DIRECTIONS: Extract every line of the material that holds the string "ForgotPasswordPage".

TASK INPUT:
+ + +

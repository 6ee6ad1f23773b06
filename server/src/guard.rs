//! Edge access guard.
//!
//! SYSTEM CONTEXT
//! ==============
//! Every page request passes through [`access_guard`] before routing. Paths
//! under the protected prefix are served only after the external auth
//! service confirms a session; everything else passes untouched. This is the
//! single enforcement point: pages may display the session, never re-check it.
//!
//! ERROR HANDLING
//! ==============
//! All failures (no cookies, revoked tokens, auth-service outage) collapse
//! into the same redirect to the login page. The cause is only logged.

use axum::Router;
use axum::extract::{Request, State};
use axum::http::{HeaderValue, header};
use axum::middleware::{self, Next};
use axum::response::{IntoResponse, Redirect, Response};
use axum_extra::extract::cookie::CookieJar;

use access::{LOGIN_PATH, RouteClass};

use crate::services::session::{self, SessionCheck};
use crate::state::AppState;

/// Wrap `router` so every request goes through [`access_guard`].
pub fn with_access_guard(router: Router, state: AppState) -> Router {
    router.layer(middleware::from_fn_with_state(state, access_guard))
}

/// Pass the request through, or redirect it to [`LOGIN_PATH`].
pub async fn access_guard(State(state): State<AppState>, jar: CookieJar, mut request: Request, next: Next) -> Response {
    let path = request.uri().path().to_owned();
    if !access::is_intercepted(&path) || access::classify(&path) == RouteClass::Public {
        return next.run(request).await;
    }

    match session::check_session(state.auth.as_ref(), jar, state.cookies).await {
        Ok(SessionCheck { session: Some(session), jar }) => {
            // Downstream rendering must see the rotated tokens too.
            if let Ok(value) = HeaderValue::from_str(&session::cookie_header(&jar)) {
                request.headers_mut().insert(header::COOKIE, value);
            }
            tracing::debug!(%path, user_id = %session.user.id, "session verified");
            let response = next.run(request).await;
            (jar, response).into_response()
        }
        Ok(SessionCheck { session: None, jar }) => {
            tracing::debug!(%path, "no session; redirecting to login");
            (jar, Redirect::temporary(LOGIN_PATH)).into_response()
        }
        Err(e) => {
            tracing::warn!(%path, error = %e, "session check failed; redirecting to login");
            Redirect::temporary(LOGIN_PATH).into_response()
        }
    }
}

#[cfg(test)]
#[path = "guard_test.rs"]
mod tests;
//! External auth-service contract.
//!
//! ARCHITECTURE
//! ============
//! The hosted auth service owns users, passwords and token issuance. This
//! module describes the subset of its API the server consumes as the
//! [`AuthProvider`] trait; [`super::gotrue`] implements it over HTTP and tests
//! substitute an in-memory mock.

use access::{Session, SessionUser};

#[derive(Debug, thiserror::Error)]
pub enum AuthError {
    /// The service could not be reached or timed out.
    #[error("auth service unreachable: {0}")]
    Transport(String),
    /// The service answered with a non-success status.
    #[error("auth service rejected request ({status}): {message}")]
    Rejected { status: u16, message: String },
    /// The service answered with a body this client does not understand.
    #[error("unexpected auth service response: {0}")]
    Parse(String),
}

/// Token pair issued by a password sign-in or a refresh.
#[derive(Debug, Clone, PartialEq, Eq)]
pub struct TokenGrant {
    pub access_token: String,
    pub refresh_token: String,
    /// Access-token lifetime in seconds.
    pub expires_in: Option<i64>,
    /// Access-token expiry as unix seconds.
    pub expires_at: Option<i64>,
    pub user: SessionUser,
}

impl TokenGrant {
    /// Client-visible view of the grant: the user and expiry, no tokens.
    #[must_use]
    pub fn session(&self) -> Session {
        let expires_at = self.expires_at.or_else(|| {
            self.expires_in
                .map(|secs| time::OffsetDateTime::now_utc().unix_timestamp() + secs)
        });
        Session { user: self.user.clone(), expires_at }
    }
}

/// Outcome of a registration.
#[derive(Debug, Clone, PartialEq, Eq)]
pub enum SignUpOutcome {
    /// The account is active and signed in immediately.
    SignedIn(TokenGrant),
    /// The account exists but must confirm its email before signing in.
    ConfirmationRequired(SessionUser),
}

/// Operations the server needs from the external auth service.
#[async_trait::async_trait]
pub trait AuthProvider: Send + Sync {
    /// Resolve the user owning `access_token`. `Ok(None)` when the token is
    /// expired or invalid.
    async fn get_user(&self, access_token: &str) -> Result<Option<SessionUser>, AuthError>;

    /// Exchange a refresh token for a new token pair. `Ok(None)` when the
    /// refresh token is revoked or already used.
    async fn refresh_session(&self, refresh_token: &str) -> Result<Option<TokenGrant>, AuthError>;

    async fn sign_in_with_password(&self, email: &str, password: &str) -> Result<TokenGrant, AuthError>;

    async fn sign_up(
        &self,
        email: &str,
        password: &str,
        full_name: Option<&str>,
    ) -> Result<SignUpOutcome, AuthError>;

    /// Revoke the session behind `access_token`.
    async fn sign_out(&self, access_token: &str) -> Result<(), AuthError>;

    /// Send a password-recovery email whose link lands on `redirect_to`.
    async fn recover(&self, email: &str, redirect_to: &str) -> Result<(), AuthError>;

    async fn update_password(&self, access_token: &str, password: &str) -> Result<(), AuthError>;
}

#[cfg(test)]
#[path = "auth_test.rs"]
mod tests;
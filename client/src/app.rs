//! Root application component with routing and context providers.

use leptos::prelude::*;
use leptos_meta::{MetaTags, Stylesheet, Title, provide_meta_context};
use leptos_router::{
    StaticSegment,
    components::{ParentRoute, Route, Router, Routes},
};
use prefs::ClientPreferences;

use crate::components::dashboard_layout::DashboardLayout;
use crate::i18n::{Msg, use_i18n};
use crate::net::auth_client::AuthClient;
use crate::pages::{
    dashboard::DashboardPage,
    forgot_password::ForgotPasswordPage,
    habits::HabitsPage,
    home::HomePage,
    info::{AboutPage, ContactPage, HelpPage},
    login::LoginPage,
    profile::ProfilePage,
    progress::ProgressPage,
    register::RegisterPage,
    reset_password::ResetPasswordPage,
    settings::SettingsPage,
};
use crate::util::presentation::use_presentation;

/// HTML shell rendered on the server for SSR + hydration.
///
/// The inline boot script applies the stored theme and language before first
/// paint, so a dark-mode visitor never sees a light flash.
pub fn shell(options: LeptosOptions) -> impl IntoView {
    view! {
        <!DOCTYPE html>
        <html lang="es">
            <head>
                <meta charset="utf-8"/>
                <meta name="viewport" content="width=device-width, initial-scale=1"/>
                <script inner_html=prefs::boot_script()></script>
                <AutoReload options=options.clone()/>
                <HydrationScripts options/>
                <MetaTags/>
            </head>
            <body>
                <App/>
            </body>
        </html>
    }
}

/// Root application component.
#[component]
pub fn App() -> impl IntoView {
    provide_meta_context();

    provide_context(RwSignal::new(ClientPreferences::default()));
    provide_context(AuthClient::default());

    view! {
        <Stylesheet id="leptos" href="/pkg/vivesano.css"/>
        <Title text="ViveSano"/>

        <Router>
            <Routes fallback=NotFound>
                <Route path=StaticSegment("") view=HomePage/>
                <Route path=StaticSegment("iniciar-sesion") view=LoginPage/>
                <Route path=StaticSegment("registrarse") view=RegisterPage/>
                <Route path=StaticSegment("olvido-contrasena") view=ForgotPasswordPage/>
                <Route path=StaticSegment("restablecer-contrasena") view=ResetPasswordPage/>
                <Route path=StaticSegment("sobre-nosotros") view=AboutPage/>
                <Route path=StaticSegment("contacto") view=ContactPage/>
                <Route path=StaticSegment("ayuda") view=HelpPage/>
                <ParentRoute path=StaticSegment("dashboard") view=DashboardLayout>
                    <Route path=StaticSegment("") view=DashboardPage/>
                    <Route path=StaticSegment("habitos") view=HabitsPage/>
                    <Route path=StaticSegment("progreso") view=ProgressPage/>
                    <Route path=StaticSegment("perfil") view=ProfilePage/>
                    <Route path=StaticSegment("configuracion") view=SettingsPage/>
                </ParentRoute>
            </Routes>
        </Router>
    }
}

#[component]
fn NotFound() -> impl IntoView {
    use_presentation();
    let t = use_i18n();

    view! {
        <main class="info-page">
            <h1>{move || t(Msg::NotFound)}</h1>
            <a href="/">{move || t(Msg::NavHome)}</a>
        </main>
    }
}
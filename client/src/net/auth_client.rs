//! Auth collaborator used by pages and the session gate.
//!
//! SYSTEM CONTEXT
//! ==============
//! Wraps the `/api/auth/*` calls and publishes an [`AuthChange`] on the shared
//! [`AuthEvents`] hub whenever a call changes who is signed in. Mounted
//! dashboard layouts listen on that hub; sign-out anywhere reaches all of them.
//!
//! Expiry is observed the same way: [`AuthClient::recheck_session`] re-queries
//! a lapsed session and publishes `TOKEN_REFRESHED` or `SIGNED_OUT`.

#[cfg(test)]
#[path = "auth_client_test.rs"]
mod auth_client_test;

use std::sync::Arc;

use access::session::{RecoverRequest, ResetPasswordRequest, SignInRequest, SignUpRequest, SignUpResponse};
use access::{AuthEvent, Session};

use super::api::AuthError;
use super::auth_events::{AuthChange, AuthEvents, Subscription};
use super::transport::{AuthTransport, HttpTransport};

/// Provided once at the app root via context. Cheap to clone.
#[derive(Clone)]
pub struct AuthClient {
    events: AuthEvents,
    transport: Arc<dyn AuthTransport>,
}

impl Default for AuthClient {
    fn default() -> Self {
        Self::new(AuthEvents::default(), Arc::new(HttpTransport))
    }
}

impl AuthClient {
    #[must_use]
    pub fn new(events: AuthEvents, transport: Arc<dyn AuthTransport>) -> Self {
        Self { events, transport }
    }

    #[must_use]
    pub fn events(&self) -> &AuthEvents {
        &self.events
    }

    /// Current session as the server sees it.
    ///
    /// # Errors
    ///
    /// Returns [`AuthError`] if the server cannot be reached.
    pub async fn get_session(&self) -> Result<Option<Session>, AuthError> {
        self.transport.fetch_session().await
    }

    /// Re-query the session once its access token has lapsed.
    ///
    /// A session that is still there (usually rotated by the server)
    /// publishes `TOKEN_REFRESHED`; a missing one publishes `SIGNED_OUT`. A
    /// failed query counts as missing, the same as the initial query.
    pub async fn recheck_session(&self) -> Option<Session> {
        let session = match self.transport.fetch_session().await {
            Ok(session) => session,
            Err(e) => {
                #[cfg(feature = "hydrate")]
                log::warn!("session re-check failed: {e}");
                #[cfg(not(feature = "hydrate"))]
                let _ = e;
                None
            }
        };
        match &session {
            Some(current) => self.publish(AuthEvent::TokenRefreshed, Some(current.clone())),
            None => self.publish(AuthEvent::SignedOut, None),
        }
        session
    }

    /// Listen for auth-state changes until the subscription is dropped.
    #[must_use = "dropping the subscription unsubscribes immediately"]
    pub fn on_auth_state_change<F>(&self, handler: F) -> Subscription
    where
        F: Fn(&AuthChange) + Send + Sync + 'static,
    {
        self.events.subscribe(handler)
    }

    /// # Errors
    ///
    /// Returns [`AuthError`] for rejected credentials or transport failures.
    pub async fn sign_in(&self, email: &str, password: &str) -> Result<Session, AuthError> {
        let request = SignInRequest { email: email.to_owned(), password: password.to_owned() };
        let session = self.transport.sign_in(&request).await?;
        self.publish(AuthEvent::SignedIn, Some(session.clone()));
        Ok(session)
    }

    /// # Errors
    ///
    /// Returns [`AuthError`] if the registration is rejected or the call fails.
    pub async fn sign_up(
        &self,
        email: &str,
        password: &str,
        full_name: Option<String>,
    ) -> Result<SignUpResponse, AuthError> {
        let request = SignUpRequest { email: email.to_owned(), password: password.to_owned(), full_name };
        let response = self.transport.sign_up(&request).await?;
        if let Some(session) = &response.session {
            self.publish(AuthEvent::SignedIn, Some(session.clone()));
        }
        Ok(response)
    }

    /// # Errors
    ///
    /// Returns [`AuthError`] if the server could not clear the session.
    pub async fn sign_out(&self) -> Result<(), AuthError> {
        self.transport.sign_out().await?;
        self.publish(AuthEvent::SignedOut, None);
        Ok(())
    }

    /// # Errors
    ///
    /// Returns [`AuthError`] if the request fails.
    pub async fn recover(&self, email: &str) -> Result<(), AuthError> {
        self.transport.recover(&RecoverRequest { email: email.to_owned() }).await
    }

    /// # Errors
    ///
    /// Returns [`AuthError`] if the token is rejected or the call fails.
    pub async fn reset_password(&self, password: &str, access_token: Option<String>) -> Result<(), AuthError> {
        let request = ResetPasswordRequest { password: password.to_owned(), access_token };
        self.transport.reset_password(&request).await?;
        self.publish(AuthEvent::UserUpdated, None);
        Ok(())
    }

    fn publish(&self, event: AuthEvent, session: Option<Session>) {
        self.events.emit(&AuthChange { event, session });
    }
}
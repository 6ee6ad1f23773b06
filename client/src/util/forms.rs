//! Auth form validation and recovery-link parsing.
//!
//! Validation mirrors the server's checks so most mistakes are caught before
//! a request; the server remains authoritative.

#[cfg(test)]
#[path = "forms_test.rs"]
mod forms_test;

use access::MIN_PASSWORD_LEN;

use crate::i18n::Msg;
use crate::net::api::AuthError;

#[derive(Clone, Copy, Debug, PartialEq, Eq)]
pub enum FormError {
    EmailRequired,
    EmailInvalid,
    PasswordRequired,
    PasswordTooShort,
    PasswordMismatch,
}

impl FormError {
    #[must_use]
    pub fn msg(self) -> Msg {
        match self {
            Self::EmailRequired => Msg::ErrEmailRequired,
            Self::EmailInvalid => Msg::ErrEmailInvalid,
            Self::PasswordRequired => Msg::ErrPasswordRequired,
            Self::PasswordTooShort => Msg::ErrPasswordShort,
            Self::PasswordMismatch => Msg::ErrPasswordMismatch,
        }
    }
}

/// Shape check only: `local@domain.tld`, no whitespace.
///
/// # Errors
///
/// [`FormError::EmailRequired`] for blank input, [`FormError::EmailInvalid`] otherwise.
pub fn validate_email(email: &str) -> Result<(), FormError> {
    let email = email.trim();
    if email.is_empty() {
        return Err(FormError::EmailRequired);
    }
    let Some((local, domain)) = email.split_once('@') else {
        return Err(FormError::EmailInvalid);
    };
    let domain_ok = domain.contains('.')
        && !domain.starts_with('.')
        && !domain.ends_with('.')
        && !domain.contains("..")
        && !domain.contains('@');
    if local.is_empty() || !domain_ok || email.chars().any(char::is_whitespace) {
        return Err(FormError::EmailInvalid);
    }
    Ok(())
}

/// # Errors
///
/// The first failing field, email before password.
pub fn validate_login(email: &str, password: &str) -> Result<(), FormError> {
    validate_email(email)?;
    if password.is_empty() {
        return Err(FormError::PasswordRequired);
    }
    Ok(())
}

/// New password plus its confirmation.
///
/// # Errors
///
/// [`FormError::PasswordRequired`], [`FormError::PasswordTooShort`], or
/// [`FormError::PasswordMismatch`].
pub fn validate_new_password(password: &str, confirm: &str) -> Result<(), FormError> {
    if password.is_empty() {
        return Err(FormError::PasswordRequired);
    }
    if password.chars().count() < MIN_PASSWORD_LEN {
        return Err(FormError::PasswordTooShort);
    }
    if password != confirm {
        return Err(FormError::PasswordMismatch);
    }
    Ok(())
}

/// # Errors
///
/// The first failing field, email before password.
pub fn validate_registration(email: &str, password: &str, confirm: &str) -> Result<(), FormError> {
    validate_email(email)?;
    validate_new_password(password, confirm)
}

/// Message for a failed auth call. Client-side rejections (4xx other than
/// rate limiting) show `rejected`; everything else is a service problem.
#[must_use]
pub fn auth_error_msg(err: &AuthError, rejected: Msg) -> Msg {
    match err.status() {
        Some(status) if (400..500).contains(&status) && status != 429 => rejected,
        _ => Msg::ErrService,
    }
}

// =============================================================================
// RECOVERY LINK
// =============================================================================

/// What a recovery link's URL fragment carried.
#[derive(Clone, Debug, PartialEq, Eq)]
pub enum RecoveryLink {
    /// No fragment: the reset form falls back to the current session.
    Missing,
    /// A usable recovery access token.
    Token(String),
    /// Expired, already used, or not a recovery link.
    Invalid,
}

/// Parse `#access_token=..&type=recovery` (or `#error=..`) from a recovery link.
#[must_use]
pub fn parse_recovery_fragment(fragment: &str) -> RecoveryLink {
    let fragment = fragment.strip_prefix('#').unwrap_or(fragment);
    if fragment.trim().is_empty() {
        return RecoveryLink::Missing;
    }

    let mut token = None;
    let mut kind = None;
    for pair in fragment.split('&') {
        let (key, value) = pair.split_once('=').unwrap_or((pair, ""));
        match key {
            "error" | "error_code" => return RecoveryLink::Invalid,
            "access_token" if !value.is_empty() => token = Some(value.to_owned()),
            "type" => kind = Some(value),
            _ => {}
        }
    }

    match (token, kind) {
        (Some(token), None | Some("recovery")) => RecoveryLink::Token(token),
        (None, None) => RecoveryLink::Missing,
        _ => RecoveryLink::Invalid,
    }
}
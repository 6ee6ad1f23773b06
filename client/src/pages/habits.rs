use leptos::prelude::*;

use crate::i18n::{Msg, use_i18n};

#[component]
pub fn HabitsPage() -> impl IntoView {
    let t = use_i18n();

    view! {
        <section class="dashboard-page">
            <h1>{move || t(Msg::HabitsTitle)}</h1>
            <p class="dashboard-page__empty">{move || t(Msg::HabitsEmpty)}</p>
        </section>
    }
}
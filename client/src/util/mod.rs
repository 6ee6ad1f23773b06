//! Utility helpers shared across client UI modules.
//!
//! SYSTEM CONTEXT
//! ==============
//! Utility modules isolate browser/environment concerns from page and component
//! logic to improve reuse and testability.

pub mod auth;
pub mod browser;
pub mod forms;
pub mod presentation;
pub mod session_gate;
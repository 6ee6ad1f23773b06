//! Auth-service integration used by the access guard and HTTP routes.
//!
//! ARCHITECTURE
//! ============
//! `auth` defines the provider seam, `gotrue` implements it over HTTP, and
//! `session` owns the cookie pair and the per-request session check. Route
//! handlers stay focused on protocol translation.

pub mod auth;
pub mod gotrue;
pub mod session;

+ + +

EXERCISE SOLUTION:
    forgot_password::ForgotPasswordPage,
                <Route path=StaticSegment("olvido-contrasena") view=ForgotPasswordPage/>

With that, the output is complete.